Look for these common gaps:

  • Titles are broad and do not mention the exact skill.
  • Preview images are hard to read on mobile.
  • Descriptions do not explain what is included.
  • Products lack differentiation for intervention or enrichment.
  • Bundles are expensive but single-resource options are weak.
  • Seasonal resources are outdated or missing current classroom language.

A gap should guide your positioning. If competitors are broad, you can be specific. If competitors are polished but expensive, you can offer a focused entry product. If competitors lack digital formats, you can add Google Slides or Easel-friendly options if that matches your workflow.

Compare Offer Strength

Offer strength is the total value a buyer sees before purchasing. It includes the title, cover, preview, price, reviews, page count, file format, and clarity of outcomes. A competitor may rank because their offer is easier to trust, even if the resource itself is not dramatically different.

Compare your offer against three page-one competitors.
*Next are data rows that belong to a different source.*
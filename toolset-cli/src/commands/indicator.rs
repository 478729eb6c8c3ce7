///! Indicator render parameters for a given pull distance

use crate::output::{self, format_points, OutputFormat};
use anyhow::Result;
use serde::Serialize;
use std::rc::Rc;
use tabled::Tabled;
use toolset_common::{
    IndicatorPose, ManualScheduler, RefreshActivityIndicator, RefreshBinding, RefreshConfig,
    RefreshCoordinator,
};

#[derive(Tabled, Serialize)]
struct IndicatorRow {
    #[tabled(display_with = "format_points")]
    diameter: f64,
    trim: f64,
    #[tabled(display_with = "format_points")]
    line_width: f64,
    tint: String,
    pose: String,
}

impl From<&RefreshActivityIndicator> for IndicatorRow {
    fn from(indicator: &RefreshActivityIndicator) -> Self {
        let pose = match indicator.pose {
            IndicatorPose::Static { angle } => format!("static {}", angle),
            IndicatorPose::Spinning { period } => format!("spinning {}ms", period.as_millis()),
        };

        Self {
            diameter: indicator.diameter,
            trim: indicator.trim,
            line_width: indicator.line_width,
            tint: indicator.tint.clone(),
            pose,
        }
    }
}

/// The indicator a coordinator would render at `offset`
pub fn indicator_at(
    config: RefreshConfig,
    offset: f64,
    refreshing: bool,
) -> Result<RefreshActivityIndicator> {
    let coordinator = RefreshCoordinator::new(
        config,
        Rc::new(ManualScheduler::new()),
        RefreshBinding::new(refreshing),
        || {},
    )?;
    let config = coordinator.config();

    Ok(RefreshActivityIndicator::new(
        config.threshold,
        config.tint.clone(),
        coordinator.is_refreshing(),
        coordinator.rotation_for(offset),
        config.indicator_period(),
    ))
}

pub fn run(config: RefreshConfig, offset: f64, refreshing: bool, format: OutputFormat) -> Result<()> {
    let indicator = indicator_at(config, offset, refreshing)?;

    match format {
        OutputFormat::Table => output::print_table(vec![IndicatorRow::from(&indicator)]),
        _ => output::print_single(&indicator, format)?,
    }

    Ok(())
}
Give each listing a score from 1 to 5 for clarity, visual quality, completeness, ease of use, and price fit. This makes the research practical. You are not just saying "their cover is nicer." You are identifying the exact part of the offer that needs improvement.

Reverse Engineer Product Lines

Top sellers rarely rely on one isolated product. They often build product lines around a curriculum spine. For example, a reading seller might have phonics worksheets, decodable passages, centers, assessments, and bundles around the same skill progression.
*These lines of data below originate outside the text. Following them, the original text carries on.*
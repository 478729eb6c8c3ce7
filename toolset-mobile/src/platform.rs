//! Browser implementations of the coordinator's collaborators

use gloo_timers::callback::Timeout;
use std::time::Duration;
use toolset_common::{HapticFeedback, HapticStyle, Scheduler, TimerHandle};
use tracing::debug;

/// Schedules work on the browser event loop with `setTimeout`
pub struct GlooScheduler {
    origin_ms: f64,
}

impl GlooScheduler {
    pub fn new() -> Self {
        Self {
            origin_ms: js_sys::Date::now(),
        }
    }
}

impl Default for GlooScheduler {
    fn default() -> Self {
        Self::new()
    }
}

impl Scheduler for GlooScheduler {
    fn now(&self) -> Duration {
        let elapsed_ms = (js_sys::Date::now() - self.origin_ms).max(0.0);
        Duration::from_secs_f64(elapsed_ms / 1000.0)
    }

    fn schedule(&self, delay: Duration, task: Box<dyn FnOnce()>) -> TimerHandle {
        let handle = TimerHandle::new();
        let claim = handle.clone();
        let millis = u32::try_from(delay.as_millis()).unwrap_or(u32::MAX);

        // The browser keeps the timeout alive; cancellation goes through the handle
        let _id = Timeout::new(millis, move || {
            if claim.claim() {
                task();
            }
        })
        .forget();

        handle
    }
}

/// Haptic feedback through `navigator.vibrate`
#[derive(Debug, Default, Clone, Copy)]
pub struct WebVibration;

impl HapticFeedback for WebVibration {
    fn vibrate(&self, style: HapticStyle) {
        let Some(window) = web_sys::window() else {
            return;
        };
        if !window.navigator().vibrate_with_duration(style.duration_ms()) {
            debug!(%style, "Vibration not supported");
        }
    }
}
When you study a competitor, map their product line:

  • What is the entry-level product?
  • What is the premium bundle?
  • Which products link to each other?
  • What seasonal versions exist?
  • What grade levels are covered?
  • Where are there missing skills or formats?

This map helps you plan your own product roadmap. You may discover that one resource idea should become a three-product cluster instead of a single listing.
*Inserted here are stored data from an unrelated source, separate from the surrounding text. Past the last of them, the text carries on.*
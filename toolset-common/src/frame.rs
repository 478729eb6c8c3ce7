//! Tagged frame samples reported by layout passes

use crate::geometry::Rect;
use serde::{Deserialize, Serialize};

/// Role of an observed view inside a refreshable scroll container
#[derive(Debug, Clone, Copy, Serialize, Deserialize, PartialEq, Eq, Hash)]
#[serde(rename_all = "lowercase")]
pub enum FrameTag {
    /// The container itself; does not move while scrolling
    Fixed,
    /// The scrolled content
    Moving,
    /// A header pinned to the top of the container
    Sticky,
}

impl std::fmt::Display for FrameTag {
    fn fmt(&self, f: &mut std::fmt::Formatter<'_>) -> std::fmt::Result {
        match self {
            Self::Fixed => write!(f, "fixed"),
            Self::Moving => write!(f, "moving"),
            Self::Sticky => write!(f, "sticky"),
        }
    }
}

/// One observation of a tagged view's bounding rectangle
#[derive(Debug, Clone, Copy, Serialize, Deserialize, PartialEq)]
pub struct FrameSample {
    pub tag: FrameTag,
    pub rect: Rect,
}

impl FrameSample {
    pub fn new(tag: FrameTag, rect: Rect) -> Self {
        Self { tag, rect }
    }

    pub fn fixed(y: f64) -> Self {
        Self::new(FrameTag::Fixed, Rect::at_y(y))
    }

    pub fn moving(y: f64) -> Self {
        Self::new(FrameTag::Moving, Rect::at_y(y))
    }

    pub fn sticky(y: f64) -> Self {
        Self::new(FrameTag::Sticky, Rect::at_y(y))
    }
}

/// Most recent sample with `tag` in a batch (last wins).
pub fn latest(samples: &[FrameSample], tag: FrameTag) -> Option<&FrameSample> {
    samples.iter().rev().find(|sample| sample.tag == tag)
}

/// Vertical origin of the latest sample with `tag`, or 0 when none was observed.
pub fn vertical_origin(samples: &[FrameSample], tag: FrameTag) -> f64 {
    latest(samples, tag).map(|sample| sample.rect.min_y()).unwrap_or(0.0)
}

/// Placement rule for a header that stays pinned while content scrolls under it
#[derive(Debug, Clone, Copy, Default, Serialize, Deserialize, PartialEq, Eq)]
pub struct StickyElement {
    /// Whether scrolled content is drawn over the header
    #[serde(default)]
    pub covered: bool,
}

impl StickyElement {
    pub fn new(covered: bool) -> Self {
        Self { covered }
    }

    /// Vertical translation that cancels the element's scroll displacement.
    pub fn offset_for(&self, sample: &FrameSample) -> f64 {
        -sample.rect.min_y()
    }

    pub fn z_index(&self) -> i32 {
        if self.covered {
            0
        } else {
            1
        }
    }
}
///! Logging configuration module
///! Console output on stderr, plus an optional rolling log file

use crate::config::LogSettings;
use serde::{Deserialize, Serialize};
use std::io;
use std::path::PathBuf;
use tracing_appender::non_blocking::WorkerGuard;
use tracing_appender::{non_blocking, rolling};
use tracing_subscriber::{fmt, layer::SubscriberExt, util::SubscriberInitExt, EnvFilter, Layer};

const LOG_FILE_PREFIX: &str = "toolset.log";

/// Logging configuration
#[derive(Debug, Clone)]
pub struct LoggingConfig {
    pub level: String,
    pub directory: Option<PathBuf>,
    pub rotation: LogRotation,
    pub json_format: bool,
}

/// Log rotation policy
#[derive(Debug, Clone, Copy, Default, PartialEq, Serialize, Deserialize)]
#[serde(rename_all = "lowercase")]
pub enum LogRotation {
    Hourly,
    #[default]
    Daily,
    Never,
}

impl Default for LoggingConfig {
    fn default() -> Self {
        Self {
            level: "warn".to_string(),
            directory: None,
            rotation: LogRotation::Daily,
            json_format: false,
        }
    }
}

impl From<&LogSettings> for LoggingConfig {
    fn from(settings: &LogSettings) -> Self {
        Self {
            level: settings.level.clone(),
            directory: settings.directory.clone(),
            rotation: settings.rotation,
            json_format: settings.json,
        }
    }
}

impl LoggingConfig {
    /// Installs the global subscriber. `RUST_LOG` takes precedence over the
    /// configured level.
    ///
    /// The returned guard flushes the file writer and must be held until exit.
    pub fn init(&self) -> anyhow::Result<Option<WorkerGuard>> {
        let env_filter =
            EnvFilter::try_from_default_env().or_else(|_| EnvFilter::try_new(&self.level))?;

        let console_layer = if self.json_format {
            fmt::layer().json().with_writer(io::stderr).boxed()
        } else {
            fmt::layer()
                .with_target(true)
                .with_level(true)
                .with_ansi(true)
                .with_writer(io::stderr)
                .boxed()
        };

        let Some(ref directory) = self.directory else {
            tracing_subscriber::registry()
                .with(env_filter)
                .with(console_layer)
                .try_init()?;
            return Ok(None);
        };

        let file_appender = match self.rotation {
            LogRotation::Hourly => rolling::hourly(directory, LOG_FILE_PREFIX),
            LogRotation::Daily => rolling::daily(directory, LOG_FILE_PREFIX),
            LogRotation::Never => rolling::never(directory, LOG_FILE_PREFIX),
        };
        let (writer, guard) = non_blocking(file_appender);

        let file_layer = fmt::layer()
            .with_target(true)
            .with_ansi(false)
            .json()
            .with_writer(writer);

        tracing_subscriber::registry()
            .with(env_filter)
            .with(console_layer)
            .with(file_layer)
            .try_init()?;

        tracing::debug!(directory = %directory.display(), "File logging enabled");
        Ok(Some(guard))
    }
}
Turn Research Into Positioning

Competitor data only helps when it becomes a decision. After reviewing keywords, gaps, and offer strength, write a positioning statement for your listing.

Use this structure:

This resource helps [teacher audience] teach [skill] with [format] so they can [classroom outcome], especially when they need [differentiator].

Example: "This resource helps second grade teachers practice 2 digit addition with regrouping through low-prep math centers so they can run independent review stations during back-to-school intervention weeks."

That statement tells you what to put in the title, description, preview image, and product tags. It also keeps you from copying competitors because your offer has its own clear job.

Monitor Competitors on a Schedule

Do not analyze competitors randomly every time sales dip. Create a monthly competitor review for your top categories and a weekly review during seasonal peaks. Track new launches, title changes, pricing changes, bundle updates, and preview redesigns.

Keep a simple spreadsheet or dashboard with competitor name, listing URL, target keyword, observed change, date, and your action. Many sellers collect research but never turn it into a product or listing update. The action column prevents that.

Competitor Analysis Checklist

Use this checklist before creating a new resource line:

  • Identify direct, leader, and rising competitors.
  • Search target keywords and record repeat page-one sellers.
  • Capture titles, formats, prices, reviews, and preview styles.
  • Find buyer gaps in current page-one listings.
  • Score offer strength against three competitors.
  • Map related products and bundles.
  • Write your positioning statement before creating assets.
  • Schedule follow-up monitoring after launch.

What to Do Next

Choose one keyword where you want to rank. Study the top ten listings, write down three gaps, and choose one positioning angle that your shop can execute better. Then update or create the listing around that angle. The goal is not to be a copy of the top seller. The goal is to become the clearest answer for a specific buyer search.